A Maze of Death
- Cover of first edition (hardcover)
- Author: Philip K. Dick
- Language: English
- Genre: Science fiction
- Publisher: Doubleday
- Publication date: 1970
- Publication place: United States
- Media type: Print (Hardcover & Paperback)
- Pages: 216

= A Maze of Death =

1970 novel by Philip K. Dick

A Maze of Death 1971 Paperback Library edition.

A Maze of Death is a 1970 science fiction novel by American writer Philip K. Dick. Like many of Dick's novels, it portrays what appears to be a drab and harsh off-world human colony and explores the difference between reality and perception. It is, however, one of his few to examine the human death instinct and capacity for murder and is one of his darkest novels.

== Synopsis ==
The plot revolves around fourteen colonists of the planet Delmak-O. They are: Betty Jo Berm, a linguist; elderly Bert Kosler, settlement custodian; Maggie Walsh, a theologian; Ignatz Thugg, who oversees thermoplastics; Milton Babble, a physician; Wade Frazer, a psychologist; Tony Dunkelwelt, a geologist; Glen Belsnor, who specialises in telecommunications; Susie Smart, a typist; Roberta Rockingham, a sociologist; Ben Tallchief, a naturalist; Seth and Mary Morley, a marine biologist couple; and Ned Russell, an economist.

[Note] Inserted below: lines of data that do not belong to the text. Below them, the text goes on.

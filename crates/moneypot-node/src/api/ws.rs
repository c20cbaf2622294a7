//! WebSocket endpoints.

use axum::{
    extract::{
        ws::{Message, WebSocket, WebSocketUpgrade},
        Query, State,
    },
    response::Response,
};
use futures::StreamExt;
use moneypot_core::{AccountId, Event, EventKind};
use moneypot_state::SubscriptionFilter;
use serde::{Deserialize, Serialize};
use tracing::{debug, warn};
use uuid::Uuid;

use crate::state::AppState;

/// Query parameters narrowing an event stream.
#[derive(Debug, Default, Deserialize)]
pub struct EventStreamQuery {
    pub kind: Option<EventKind>,
    pub subject: Option<u64>,
    pub actor: Option<String>,
}

impl EventStreamQuery {
    fn into_filter(self) -> SubscriptionFilter {
        SubscriptionFilter {
            kinds: self.kind.map(|kind| vec![kind]),
            subject_id: self.subject,
            actor: self.actor.map(AccountId::new),
        }
    }
}

/// WebSocket message for the event stream.
#[derive(Debug, Serialize, Deserialize)]
#[serde(tag = "type", rename_all = "snake_case")]
pub enum EventStreamMessage {
    /// Sent once after the subscription is registered.
    Connected { subscription_id: Uuid },
    /// A committed event matching the filter.
    Event { event: Event },
}

/// Live stream of committed events.
pub async fn event_stream(
    ws: WebSocketUpgrade,
    Query(query): Query<EventStreamQuery>,
    State(state): State<AppState>,
) -> Response {
    let filter = query.into_filter();
    ws.on_upgrade(move |socket| handle_event_stream(socket, filter, state))
}

async fn handle_event_stream(mut socket: WebSocket, filter: SubscriptionFilter, state: AppState) {
    let subscription = state.bus.subscribe(filter);
    let id = subscription.id;
    let mut events = Box::pin(subscription.into_stream());
    debug!(subscription = %id, "event stream opened");

    if deliver(&mut socket, &EventStreamMessage::Connected { subscription_id: id }).await {
        loop {
            tokio::select! {
                event = events.next() => {
                    let Some(event) = event else { break };
                    if !deliver(&mut socket, &EventStreamMessage::Event { event }).await {
                        break;
                    }
                }
                msg = socket.recv() => {
                    match incoming(msg) {
                        Incoming::Closed => break,
                        Incoming::Reply(reply) => {
                            if socket.send(reply).await.is_err() {
                                break;
                            }
                        }
                        Incoming::Ignore => {}
                    }
                }
            }
        }
    }

    debug!(subscription = %id, "event stream closed");
}

/// What the stream loop should do with a frame from the client.
#[derive(Debug, PartialEq)]
enum Incoming {
    Closed,
    Reply(Message),
    Ignore,
}

fn incoming(msg: Option<Result<Message, axum::Error>>) -> Incoming {
    match msg {
        Some(Ok(Message::Close(_))) | Some(Err(_)) | None => Incoming::Closed,
        Some(Ok(Message::Ping(data))) => Incoming::Reply(Message::Pong(data)),
        Some(Ok(_)) => Incoming::Ignore,
    }
}

/// Send a message, returning whether the socket is still usable.
async fn deliver(socket: &mut WebSocket, message: &EventStreamMessage) -> bool {
    match serde_json::to_string(message) {
        Ok(json) => socket.send(Message::Text(json)).await.is_ok(),
        Err(e) => {
            warn!(error = %e, "failed to encode stream message");
            true
        }
    }
}

#[cfg(test)]
mod tests {
    use super::*;

    #[test]
    fn test_query_into_filter() {
        let query: EventStreamQuery =
            serde_json::from_str(r#"{"kind": "solved", "subject": 3}"#).unwrap();
        let filter = query.into_filter();

        assert_eq!(filter.kinds, Some(vec![EventKind::Solved]));
        assert_eq!(filter.subject_id, Some(3));
        assert!(filter.actor.is_none());
    }

    #[test]
    fn test_incoming_frames() {
        assert_eq!(incoming(None), Incoming::Closed);
        assert_eq!(incoming(Some(Ok(Message::Close(None)))), Incoming::Closed);
        assert_eq!(
            incoming(Some(Err(axum::Error::new("connection reset")))),
            Incoming::Closed
        );
        assert_eq!(
            incoming(Some(Ok(Message::Ping(vec![1, 2])))),
            Incoming::Reply(Message::Pong(vec![1, 2]))
        );
        assert_eq!(
            incoming(Some(Ok(Message::Text("hello".to_string())))),
            Incoming::Ignore
        );
    }

    #[test]
    fn test_message_encoding() {
        let event = Event::new(EventKind::Created, 0, 5, AccountId::new("alice"));
        let json = serde_json::to_value(EventStreamMessage::Event { event }).unwrap();

        assert_eq!(json["type"], "event");
        assert_eq!(json["event"]["kind"], "created");
        assert_eq!(json["event"]["actor"], "alice");
    }
}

The colonists travel in one-way rockets consecutively to Delmak-O to take part in an unknown colonization project. After all landed, their assignment should be communicated via satellite. However, the communication system fails, leaving the colonists without contact to the outside world. Thus, the colonists try to identify their task and explore Delmak-O.

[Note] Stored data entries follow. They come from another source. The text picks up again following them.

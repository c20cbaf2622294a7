//! HTTP and WebSocket handlers.

pub mod attempts;
pub mod caller;
pub mod error;
pub mod events;
pub mod health;
pub mod pots;
pub mod ws;

pub use caller::Caller;
pub use error::{ApiError, ApiResult};
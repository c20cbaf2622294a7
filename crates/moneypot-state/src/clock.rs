//! Time sources for lifecycle checks.

use std::sync::atomic::{AtomicU64, Ordering};
use std::sync::Arc;

use chrono::Utc;
use moneypot_core::Timestamp;

/// Source of the current logical time.
pub trait Clock: Send + Sync {
    /// Current time in seconds.
    fn now(&self) -> Timestamp;
}

/// Wall-clock time in Unix seconds.
#[derive(Debug, Clone, Copy, Default)]
pub struct SystemClock;

impl Clock for SystemClock {
    fn now(&self) -> Timestamp {
        u64::try_from(Utc::now().timestamp()).unwrap_or(0)
    }
}

/// A clock that only moves when told to. Clones share the same time.
#[derive(Debug, Clone, Default)]
pub struct ManualClock {
    now: Arc<AtomicU64>,
}

impl ManualClock {
    /// Create a clock starting at `start`.
    pub fn new(start: Timestamp) -> Self {
        Self {
            now: Arc::new(AtomicU64::new(start)),
        }
    }

    /// Jump to `time`.
    pub fn set(&self, time: Timestamp) {
        self.now.store(time, Ordering::SeqCst);
    }

    /// Move forward by `secs`.
    pub fn advance(&self, secs: u64) {
        let _ = self
            .now
            .fetch_update(Ordering::SeqCst, Ordering::SeqCst, |t| {
                Some(t.saturating_add(secs))
            });
    }
}

impl Clock for ManualClock {
    fn now(&self) -> Timestamp {
        self.now.load(Ordering::SeqCst)
    }
}
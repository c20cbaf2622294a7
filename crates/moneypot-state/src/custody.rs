//! Asset custody: the ledger of balances the market moves value through.

use std::collections::HashMap;

use moneypot_core::{AccountId, AssetType, MarketError, Result, Transfer};
use tracing::error;

/// Holds and moves value between named accounts.
pub trait Custodian: Send + Sync {
    /// Balance of `asset` held by `account`.
    fn balance_of(&self, account: &AccountId, asset: &AssetType) -> u64;

    /// Move `amount` of `asset` from one account to another.
    ///
    /// Fails with [`MarketError::InsufficientFunds`] when `from` cannot cover
    /// the amount, leaving both balances untouched.
    fn transfer(
        &mut self,
        from: &AccountId,
        to: &AccountId,
        asset: &AssetType,
        amount: u64,
    ) -> Result<()>;

    /// Apply a batch of transfers all-or-nothing.
    ///
    /// The default applies the legs in order and, if one fails, reverses the
    /// legs already applied before returning the error.
    fn transfer_all(&mut self, transfers: &[Transfer]) -> Result<()> {
        for (applied, t) in transfers.iter().enumerate() {
            if let Err(err) = self.transfer(&t.from, &t.to, &t.asset, t.amount) {
                for done in transfers[..applied].iter().rev() {
                    let undo = done.reversed();
                    if let Err(undo_err) =
                        self.transfer(&undo.from, &undo.to, &undo.asset, undo.amount)
                    {
                        error!(?undo, %undo_err, "failed to reverse transfer leg");
                        return Err(MarketError::Transfer(format!(
                            "batch failed ({err}) and could not be reversed: {undo_err}"
                        )));
                    }
                }
                return Err(err);
            }
        }
        Ok(())
    }
}

/// In-memory implementation of [`Custodian`].
#[derive(Debug, Clone, Default)]
pub struct InMemoryCustodian {
    balances: HashMap<(AccountId, AssetType), u64>,
}

impl InMemoryCustodian {
    /// Create an empty custodian.
    pub fn new() -> Self {
        Self::default()
    }

    /// Credit `amount` to `account` from outside the ledger. Used to seed
    /// balances that exist before the market starts.
    pub fn credit(&mut self, account: &AccountId, asset: &AssetType, amount: u64) -> Result<()> {
        let balance = self
            .balances
            .entry((account.clone(), asset.clone()))
            .or_insert(0);
        *balance = balance.checked_add(amount).ok_or_else(|| {
            MarketError::Overflow(format!("balance of {account} in {asset}"))
        })?;
        Ok(())
    }

    /// Builder-style [`credit`](Self::credit).
    pub fn with_balance(
        mut self,
        account: impl Into<AccountId>,
        asset: impl Into<AssetType>,
        amount: u64,
    ) -> Result<Self> {
        self.credit(&account.into(), &asset.into(), amount)?;
        Ok(self)
    }

    /// Sum of all balances of `asset`.
    pub fn total_supply(&self, asset: &AssetType) -> u128 {
        self.balances
            .iter()
            .filter(|((_, a), _)| a == asset)
            .map(|(_, amount)| u128::from(*amount))
            .sum()
    }

    fn apply(
        balances: &mut HashMap<(AccountId, AssetType), u64>,
        transfer: &Transfer,
    ) -> Result<()> {
        let from_key = (transfer.from.clone(), transfer.asset.clone());
        let available = balances.get(&from_key).copied().unwrap_or(0);
        if available < transfer.amount {
            return Err(MarketError::InsufficientFunds {
                account: transfer.from.clone(),
                asset: transfer.asset.clone(),
                required: transfer.amount,
                available,
            });
        }
        if transfer.amount == 0 || transfer.from == transfer.to {
            return Ok(());
        }

        let to_key = (transfer.to.clone(), transfer.asset.clone());
        let to_balance = balances.get(&to_key).copied().unwrap_or(0);
        let credited = to_balance.checked_add(transfer.amount).ok_or_else(|| {
            MarketError::Overflow(format!("balance of {} in {}", transfer.to, transfer.asset))
        })?;

        balances.insert(from_key, available - transfer.amount);
        balances.insert(to_key, credited);
        Ok(())
    }
}

impl Custodian for InMemoryCustodian {
    fn balance_of(&self, account: &AccountId, asset: &AssetType) -> u64 {
        self.balances
            .get(&(account.clone(), asset.clone()))
            .copied()
            .unwrap_or(0)
    }

    fn transfer(
        &mut self,
        from: &AccountId,
        to: &AccountId,
        asset: &AssetType,
        amount: u64,
    ) -> Result<()> {
        let transfer = Transfer::new(from.clone(), to.clone(), asset.clone(), amount);
        Self::apply(&mut self.balances, &transfer)
    }

    /// Stages the whole batch on the touched balances and writes only if
    /// every leg succeeds.
    fn transfer_all(&mut self, transfers: &[Transfer]) -> Result<()> {
        let mut staged: HashMap<(AccountId, AssetType), u64> = HashMap::new();
        for t in transfers {
            for account in [&t.from, &t.to] {
                let key = (account.clone(), t.asset.clone());
                let balance = self.balances.get(&key).copied().unwrap_or(0);
                staged.entry(key).or_insert(balance);
            }
        }

        for t in transfers {
            Self::apply(&mut staged, t)?;
        }

        self.balances.extend(staged);
        Ok(())
    }
}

Delmak-O seems to be inhabited by both real and artificial beings and enormous cube-shaped, gelatinous objects ("tenches") that duplicate items presented to them and give out advice, in anagrams reminiscent of the I Ching. In addition, various members of the group report sightings of a large "Building." As various calamities continue to befall each character, part of the group ventures out to find the mysterious structure. Each member of the group perceives the Building's entrance motto, and thus its purpose, differently.

One by one, the characters Tallchief, Smart, Berm, Dunkelwelt, Kosler and Walsh either kill themselves or are killed under mysterious circumstances. During a fight between the remaining colonists Seth Morley is shot through the shoulder causing an artery to be severed. While recovering from an attempt to repair the artery, Morley is abducted by armed men who kill Belsnor. They put Morley aboard a small flying craft but Morley overpowers them and takes control of the craft. With it he discovers that Delmak-O seems in fact to be Earth, and he returns to the group to report this.

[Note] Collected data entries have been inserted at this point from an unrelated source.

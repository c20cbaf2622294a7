//! Event log and balance reads.

use axum::{
    extract::{Path, Query, State},
    Json,
};
use moneypot_core::{AccountId, AssetType, Event};
use serde::{Deserialize, Serialize};

use crate::state::AppState;

#[derive(Debug, Default, Deserialize)]
pub struct EventsQuery {
    /// First sequence number to return.
    #[serde(default)]
    pub since: u64,
}

/// A page of the event log and the digest of the whole log.
#[derive(Debug, Serialize, Deserialize)]
pub struct EventsResponse {
    pub events: Vec<Event>,
    pub digest: String,
}

#[derive(Debug, Serialize, Deserialize)]
pub struct BalanceResponse {
    pub balance: u64,
}

/// Read committed events.
pub async fn list_events(
    State(state): State<AppState>,
    Query(query): Query<EventsQuery>,
) -> Json<EventsResponse> {
    let market = state.market.read().await;
    let log = market.events();

    Json(EventsResponse {
        events: log.since(query.since).to_vec(),
        digest: log.digest(),
    })
}

/// Read an account's custodial balance.
pub async fn get_balance(
    State(state): State<AppState>,
    Path((account, asset)): Path<(String, String)>,
) -> Json<BalanceResponse> {
    let balance = state
        .market
        .read()
        .await
        .balance_of(&AccountId::new(account), &AssetType::new(asset));
    Json(BalanceResponse { balance })
}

The group then comes to the conclusion that they are all criminally insane and part of a psychiatric experiment in rehabilitation. Once they admit to having killed the other members they conclude that the experiment must have been a failure. It is at this point that they notice that each of them is tattooed with the phrase, "Persus 9." They decide to ask a tench what this means but doing so causes the tench to explode and the world around them to crumble to pieces.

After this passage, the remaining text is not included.